Over the past year, I've seen a number of posts related to computer science programs. Is there enough funding? Are there enough students in computer science? Are they taking the right classes? Etc. I've seen a lot of good advice. Recently Joel Spolsky's
Programmer's Bookshelf came to light again, and I especially enjoyed Paul Graham's
What You'll Wish You'd Known.
I often find myself wanting to chime in with my own thoughts on such matters, but every time I start, it only leads to a desire for more personal reflection and introspection; knee jerk reactions come too easily. Sigh. I think I'm going to simply ramble on the subject. If anything good comes of it, perhaps I can repackage it later in a more cohesive form. So here goes, reflections on computer science past, what went right, what I wish went differently.
Statistics. My computer science program had some pretty substantial undergraduate requirements in statistics. The courses seemed like bothersome hurdles when I took them; the ideas came easily enough, but I found little of it more than marginally interesting.
In retrospect, however, all the statistics courses have been well worth their salt. Sometimes I joke about statisics being the devil I know. I've applied my knowledge of statistics at three jobs so far, in biotechnology, in the design of statistics software [duh] and finally in computer graphics.
Today, statistics is more important than ever. In some areas, statistical methods appear to be slowly but gradually overtaking many of the more classical approaches. Newer areas such as bioinformatics are driving all sorts of new research in statistics.
Borrowing an expression from
Paul Graham, a good education in statistics is one means of staying "upwind," because the knowledge is applicable in so many contexts. (In fact, Graham famously used Bayesian statistics to attack the problem of
Spam.)
What should you learn? I recall
Probability and Statistics by DeGroot and Schervish being a good introduction to the subject. A quick Google search reveals its use at Princeton, Berkeley, Columbia, MIT, etc.

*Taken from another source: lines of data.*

/// Contesta una pregunta sobre las notas indexadas.
pub async fn ask_question(
    store: &dyn NoteStore,
    composer: &dyn AnswerComposer,
    cfg: &AppConfig,
    question: &str,
    requested_top_k: i64,
) -> Result<AskOutcome> {
    // 1) Recuperación
    let top_k = clamp_top_k(requested_top_k);
    let hits = search_notes(store, cfg, question, top_k, &SearchFilters::default()).await?;

    if hits.is_empty() {
        return Ok(AskOutcome::Empty);
    }

    // 2) Auditoría: nunca tumba la petición
    let matched: Vec<(String, f64)> = hits
        .iter()
        .map(|hit| (hit.id.clone(), hit.similarity))
        .collect();
    if let Err(e) = store.log_question(question, &matched).await {
        warn!("No se pudo registrar la consulta: {e}");
    }

    // 3) Ventana de contexto
    let window = build_context(
        &hits,
        cfg.max_context_chars_per_doc,
        cfg.max_total_context_chars,
    );

    // 4) Respuesta según la intención
    match analytics::classify_question(question) {
        QueryIntent::PatientsByDiagnosis(fragment) => Ok(AskOutcome::Structured(
            answer_diagnosis_query(composer, cfg, question, &window, &fragment).await,
        )),
        QueryIntent::MostFrequentTreatment => Ok(AskOutcome::Structured(
            answer_treatment_frequency(composer, cfg, question, &window).await,
        )),
        QueryIntent::Normal => Ok(answer_normal(composer, cfg, question, window).await),
    }
}

/// Pregunta de pertenencia: la lista de pacientes sale siempre del conteo
/// local; el compositor sólo puede mejorar la redacción de la respuesta.
async fn answer_diagnosis_query(
    composer: &dyn AnswerComposer,
    cfg: &AppConfig,
    question: &str,
    window: &ContextWindow,
    fragment: &str,
) -> StructuredAnswer {
    let patients = analytics::patients_with_diagnosis(&window.provenance, fragment);

    let local_answer = if patients.is_empty() {
        format!("No retrieved document mentions a diagnosis matching '{fragment}'.")
    } else {
        format!(
            "Patients with a diagnosis matching '{fragment}': {}.",
            patients.join(", ")
        )
    };
    let confidence = if patients.is_empty() {
        Confidence::Low
    } else {
        Confidence::High
    };
    let answer = phrase_or_local(composer, cfg, question, window, local_answer).await;

    StructuredAnswer {
        answer: Some(answer),
        kind: AnswerKind::DiagnosisQuery,
        patients,
        treatment_stats: None,
        used_documents: window.used_documents.clone(),
        provenance: window.provenance.clone(),
        confidence,
    }
}

/// Pregunta de frecuencia: el conteo es local y determinista.
async fn answer_treatment_frequency(
    composer: &dyn AnswerComposer,
    cfg: &AppConfig,
    question: &str,
    window: &ContextWindow,
) -> StructuredAnswer {
    let stats = analytics::most_frequent_treatment(&window.provenance);

    let (local_answer, confidence) = match &stats {
        Some(stats) => (
            format!(
                "The most frequently prescribed treatment is '{}' ({} prescriptions).",
                stats.treatment, stats.count
            ),
            Confidence::High,
        ),
        None => (
            "No prescriptions were found in the retrieved documents.".to_string(),
            Confidence::Low,
        ),
    };
    let answer = phrase_or_local(composer, cfg, question, window, local_answer).await;

    StructuredAnswer {
        answer: Some(answer),
        kind: AnswerKind::TreatmentFrequency,
        patients: Vec::new(),
        treatment_stats: stats,
        used_documents: window.used_documents.clone(),
        provenance: window.provenance.clone(),
        confidence,
    }
}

Some authors have been putting entire books online in the form of PDF files. (My thanks to the authors.) The ability to peruse these books in their entirety has resulted in two of my purchases so far this year. One is David Mackay's
Information Theory, Inference, and Learning Algorithms, which I consider an outstanding textbook. (The previous link is to the online version of the book.) It does such a wonderful job of pulling the subjects together that it really deserves a post all by itself.
Another statistical tool I highly recommend adding to your toolbox is a solid understanding linear regression analysis. This should entail a course or two in linear algebra. (Check out
Gilbert Strang's excellent lectures on video.) I also recommend
Empirical Model-Building and Response Surfaces by Box and Draper. Knowing how to build good empirical models is a valuable skill that doesn't seem to be taught sufficiently in many engineering fields where such skills can translate into great improvements in processes and products. If you dig deeply enough in this area, I also highly recommend Weisberg's
Applied Linear Regression.